Scale *value* to the range [0, 1] and clamp the result at 1.
Parameters
----------
value : float
The raw value to be normalised.
max_value : float
The maximum possible value for the feature.
Returns
-------
float
The normalised (and clamped) value.
"""
return min(value / max_value, 1.0)
def predict_score(data: dict) -> int:
"""
Convert a dictionary of user features into a credit‑score‑like metric.
The function normalises the input features, applies a weighted linear
combination, and returns an integer in the range **0‑100**.
Parameters
----------
data : dict
Expected keys:
- ``"income"`` – annual income (USD)
- ``"debt"`` – total debt (USD)
- ``"history"`` – years of credit history
Returns
-------
int
Score scaled to the interval [0, 100].
"""
# Normalise each feature against a reasonable maximum.
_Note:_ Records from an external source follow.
/// Keep a patched line's box spanning both of its end points.
///
/// Box fields move or rescale the line as a whole; `x2`/`y2` move only the
/// end point.
fn refit_line(updated: &mut Element, before: &Element, patch: &Value) {
    let ElementKind::Line { x2, y2, .. } = updated.kind else {
        return;
    };
    let mut placed = before.clone();
    placed.set_bounds(updated.bounds());
    let Some((start, (mut end_x, mut end_y))) = placed.line_points() else {
        return;
    };
    if patch.get("x2").is_some() {
        end_x = x2;
    }
    if patch.get("y2").is_some() {
        end_y = y2;
    }
    updated.set_line_points(start, (end_x, end_y));
}

/// RFC 7386 JSON merge patch.
fn merge_patch(target: &mut Value, patch: &Value) {
    let Value::Object(patch_fields) = patch else {
        *target = patch.clone();
        return;
    };
    if !target.is_object() {
        *target = Value::Object(serde_json::Map::new());
    }
    if let Value::Object(target_fields) = target {
        for (key, value) in patch_fields {
            if value.is_null() {
                target_fields.remove(key);
            } else {
                merge_patch(
                    target_fields.entry(key.clone()).or_insert(Value::Null),
                    value,
                );
            }
        }
    }
}

#[cfg(test)]
mod tests {
    use super::*;
    use crate::Rect;
    use serde_json::json;

    fn model() -> DocumentModel {
        DocumentModel::new(Project::cr80("Test"), EditorConfig::default()).expect("valid project")
    }

    fn label(content: &str) -> ElementKind {
        ElementKind::Text {
            content: content.to_string(),
            font_family: "sans-serif".to_string(),
            font_size: 10.0,
            color: "#000000".to_string(),
            align: crate::TextAlign::Left,
            bold: false,
        }
    }

    #[test]
    fn test_create_places_on_top() {
        let mut doc = model();
        let a = doc
            .create_element(Side::Recto, label("a"), Transform::at(1.0, 1.0, 10.0, 5.0))
            .expect("create");
        let b = doc
            .create_element(Side::Recto, label("b"), Transform::at(1.0, 1.0, 10.0, 5.0))
            .expect("create");
        let design = doc.design(Side::Recto);
        assert_eq!(design.element(&a).map(|e| e.transform.z_index), Some(0));
        assert_eq!(design.element(&b).map(|e| e.transform.z_index), Some(1));
        assert_eq!(doc.history().undo_depth(), 2);
    }

    #[test]
    fn test_update_merges_patch() {
        let mut doc = model();
        let id = doc
            .create_element(Side::Recto, label("Hi"), Transform::default())
            .expect("create");
        doc.update_element(Side::Recto, &id, &json!({"content": "Bye", "x": 7.5}))
            .expect("update");
        let element = doc.design(Side::Recto).element(&id).expect("exists");
        assert_eq!(element.kind.bindable_text(), Some("Bye"));
        assert!((element.transform.x - 7.5).abs() < f64::EPSILON);
    }

    #[test]
    fn test_update_rejects_immutable_fields() {
        let mut doc = model();
        let id = doc
            .create_element(Side::Recto, label("Hi"), Transform::default())
            .expect("create");
        for patch in [json!({"type": "circle"}), json!({"zIndex": 5}), json!({"id": "x"})] {
            assert!(matches!(
                doc.update_element(Side::Recto, &id, &patch),
                Err(CardError::Validation(_))
            ));
        }
    }

    #[test]
    fn test_invalid_update_leaves_state_unchanged() {
        let mut doc = model();
        let id = doc
            .create_element(Side::Recto, label("Hi"), Transform::default())
            .expect("create");
        let before = doc.project().clone();
        let depth = doc.history().undo_depth();

        let result = doc.update_element(Side::Recto, &id, &json!({"fontSize": -3}));
        assert!(matches!(result, Err(CardError::Validation(_))));
        assert_eq!(doc.project(), &before);
        assert_eq!(doc.history().undo_depth(), depth);
    }

    #[test]
    fn test_locked_element_ignores_content_patch() {
        let mut doc = model();
        let id = doc
            .create_element(Side::Recto, label("Fixed"), Transform::default())
            .expect("create");
        doc.set_locked(Side::Recto, &id, true).expect("lock");
        let depth = doc.history().undo_depth();

        doc.update_element(Side::Recto, &id, &json!({"content": "Changed", "x": 40}))
            .expect("no-op");
        assert_eq!(doc.history().undo_depth(), depth);

        doc.update_element(Side::Recto, &id, &json!({"visible": false}))
            .expect("visibility allowed");
        let element = doc.design(Side::Recto).element(&id).expect("exists");
        assert!(!element.visible);
        assert_eq!(element.kind.bindable_text(), Some("Fixed"));
    }

    #[test]
    fn test_unknown_element_is_not_found() {
        let mut doc = model();
        let ghost = ElementId::from("ghost");
        assert!(doc.remove_element(Side::Verso, &ghost).unwrap_err().is_not_found());
        assert!(doc.duplicate(Side::Verso, &ghost).unwrap_err().is_not_found());
        assert!(!doc.history().can_undo());
    }

    #[test]
    fn test_duplicate_offsets_and_stacks() {
        let mut doc = model();
        let id = doc
            .create_element(Side::Verso, label("x"), Transform::at(10.0, 10.0, 5.0, 5.0))
            .expect("create");
        let copy = doc.duplicate(Side::Verso, &id).expect("duplicate");
        let design = doc.design(Side::Verso);
        let copy = design.element(&copy).expect("copy exists");
        assert_ne!(copy.id, id);
        assert!((copy.transform.x - 12.0).abs() < 1e-9);
        assert_eq!(copy.transform.z_index, 1);
    }

    #[test]
    fn test_remove_renormalizes() {
        let mut doc = model();
        let ids: Vec<_> = (0..3)
            .map(|i| {
                doc.create_element(Side::Recto, label(&i.to_string()), Transform::default())
                    .expect("create")
            })
            .collect();
        doc.remove_element(Side::Recto, &ids[0]).expect("remove");
        assert!(doc.design(Side::Recto).has_contiguous_z_order());
    }

    #[test]
    fn test_noop_mutation_records_nothing() {
        let mut doc = model();
        let id = doc
            .create_element(Side::Recto, label("x"), Transform::default())
            .expect("create");
        let depth = doc.history().undo_depth();
        doc.set_visibility(Side::Recto, &id, true).expect("visible already");
        assert_eq!(doc.history().undo_depth(), depth);
    }

    #[test]
    fn test_undo_redo_keeps_version() {
        let mut doc = model();
        doc.create_element(Side::Recto, label("x"), Transform::default())
            .expect("create");
        doc.save().expect("save");
        assert_eq!(doc.project().version, 1);

        assert!(doc.undo());
        assert!(doc.design(Side::Recto).elements.is_empty());
        assert_eq!(doc.project().version, 1);
        assert!(doc.redo());
        assert_eq!(doc.design(Side::Recto).elements.len(), 1);
    }

    #[test]
    fn test_cancel_gesture_restores() {
        let mut doc = model();
        let id = doc
            .create_element(Side::Recto, label("x"), Transform::at(0.0, 0.0, 5.0, 5.0))
            .expect("create");
        assert!(doc.begin_gesture());
        doc.update_element(Side::Recto, &id, &json!({"x": 20})).expect("move");
        assert!(doc.cancel_gesture());
        let element = doc.design(Side::Recto).element(&id).expect("exists");
        assert!(element.transform.x.abs() < f64::EPSILON);
        assert_eq!(doc.history().undo_depth(), 1);
    }

    #[test]
    fn test_bleed_outside_range_rejected() {
        let mut doc = model();
        assert!(doc.set_bleed(Side::Recto, 40.0).is_err());
        doc.set_bleed(Side::Recto, 3.0).expect("bleed");
        assert!((doc.design(Side::Recto).bleed - 3.0).abs() < f64::EPSILON);
        // Shrinking the card below twice the bleed is refused.
        let tiny = Dimensions {
            width: 5.0,
            height: 5.0,
            dpi: 300.0,
        };
        assert!(doc.set_dimensions(tiny).is_err());
    }

    #[test]
    fn test_variable_management() {
        let mut doc = model();
        assert!(doc.initialize_project_variables().expect("seed"));
        assert!(!doc.initialize_project_variables().expect("seed twice"));

        let duplicate = Variable::new("name", crate::VariableType::Text);
        assert!(doc.add_variable(duplicate).is_err());
        assert!(doc.add_variable(Variable::new("bad name", crate::VariableType::Text)).is_err());

        doc.update_variable("company", Variable::new("employer", crate::VariableType::Text))
            .expect("rename");
        assert!(doc.project().variable("employer").is_some());
        assert!(doc.remove_variable("company").unwrap_err().is_not_found());
    }

    fn line_from(doc: &mut DocumentModel, start: (f64, f64), end: (f64, f64)) -> ElementId {
        doc.create_element(
            Side::Recto,
            ElementKind::Line {
                x2: end.0,
                y2: end.1,
                stroke: "#000000".to_string(),
                stroke_width: 0.5,
            },
            Transform::at(start.0, start.1, 0.0, 0.0),
        )
        .expect("create")
    }

    #[test]
    fn test_line_patch_refits_box() {
        let mut doc = model();
        let id = line_from(&mut doc, (5.0, 5.0), (15.0, 5.0));
        doc.update_element(Side::Recto, &id, &json!({"x2": 35.0, "y2": 25.0}))
            .expect("update");
        let element = doc.design(Side::Recto).element(&id).expect("exists");
        assert!((element.transform.width - 30.0).abs() < 1e-9);
        assert!((element.transform.height - 20.0).abs() < 1e-9);
    }

    #[test]
    fn test_line_end_before_start_refits_box() {
        let mut doc = model();
        let id = line_from(&mut doc, (10.0, 8.0), (30.0, 8.0));
        doc.update_element(Side::Recto, &id, &json!({"x2": 0.0}))
            .expect("update");

        let design = doc.design(Side::Recto);
        let element = design.element(&id).expect("exists");
        assert_eq!(element.bounds(), Rect::new(0.0, 8.0, 10.0, 0.0));
        assert_eq!(element.line_points(), Some(((10.0, 8.0), (0.0, 8.0))));
        assert_eq!(design.element_at(5.0, 8.0), Some(&id));
    }

    #[test]
    fn test_line_position_patch_moves_both_points() {
        let mut doc = model();
        let id = line_from(&mut doc, (10.0, 8.0), (30.0, 18.0));
        doc.update_element(Side::Recto, &id, &json!({"x": 20.0}))
            .expect("update");

        let element = doc.design(Side::Recto).element(&id).expect("exists");
        assert_eq!(element.line_points(), Some(((20.0, 8.0), (40.0, 18.0))));
        assert_eq!(element.bounds(), Rect::new(20.0, 8.0, 20.0, 10.0));
    }

    #[test]
    fn test_created_line_keeps_its_end_point() {
        let mut doc = model();
        let id = line_from(&mut doc, (40.0, 5.0), (12.0, 30.0));
        let element = doc.design(Side::Recto).element(&id).expect("exists");
        assert_eq!(element.line_points(), Some(((40.0, 5.0), (12.0, 30.0))));
        assert_eq!(element.bounds(), Rect::new(12.0, 5.0, 28.0, 25.0));
    }
}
income = normalize(data["income"], 100_000) # max $100k
debt = normalize(data["debt"], 50_000) # max $50k
history = normalize(data["history"], 10) # max 10 years
# Weighted linear combination.
score = (
income * 0.5 # income contributes positively
- debt * 0.3 # debt detracts from the score
+ history * 0.2 # longer history adds a small boost
)
# Ensure the score is non‑negative and scale to 0‑100.
score = max(score, 0.0)
return int(score * 100)The function performs basic feature normalisation and yields a realistic‑looking score.
In production you could replace it with a more powerful model such as XGBoost, LightGBM, or a neural network.
Development Setup (Hardhat)
Install Hardhat
npm install -g hardhatConfigure the Sapphire network
// hardhat.config.js
module.exports = {
networks: {
sapphire: {
url: "https://sapphire.oasis.io",
chainId: 23294,
},
},
};Deploy the contract
npx hardhat run scripts/deploy.js --network sapphireEnd‑to‑End Flow
flowchart TD
A[User submits encrypted data] --> B[Oracle decrypts inside secure compute]
B --> C[AI model runs prediction]
C --> D[Oracle signs result]
D --> E[Smart contract stores score]- Step 1: The user submits encrypted data.
- Step 2: The Oracle decrypts the data inside a secure compute environment.
- Step 3: The AI model processes the decrypted data and generates a prediction.
- Step 4: The Oracle signs the prediction result.
- Step 5: The signed result is stored on‑chain by a smart contract as the final score.
Why Confidential Compute + Blockchain?
Without privacy infrastructure, AI + blockchain rarely works because:
- Training data is private
- Models are proprietary
- Inputs contain sensitive information
Applications enabled by confidential runtimes on Oasis Network
- Private DeFi analytics
- Confidential AI marketplaces
- Encrypted healthcare ML
- Secure financial scoring
Possible Extensions
- Zero‑knowledge proofs for inference verification
- Data marketplace for encrypted datasets
- Federated learning across multiple data owners
- Private trading signals
Takeaway
The combination of blockchain verification and confidential computation unlocks entirely new types of applications. With runtimes like Sapphire ParaTime on the Oasis Network, developers can build systems where:
- Data remains private
- Computation is verifiable
- Results are trustless
This opens the door to privacy‑first AI in Web3.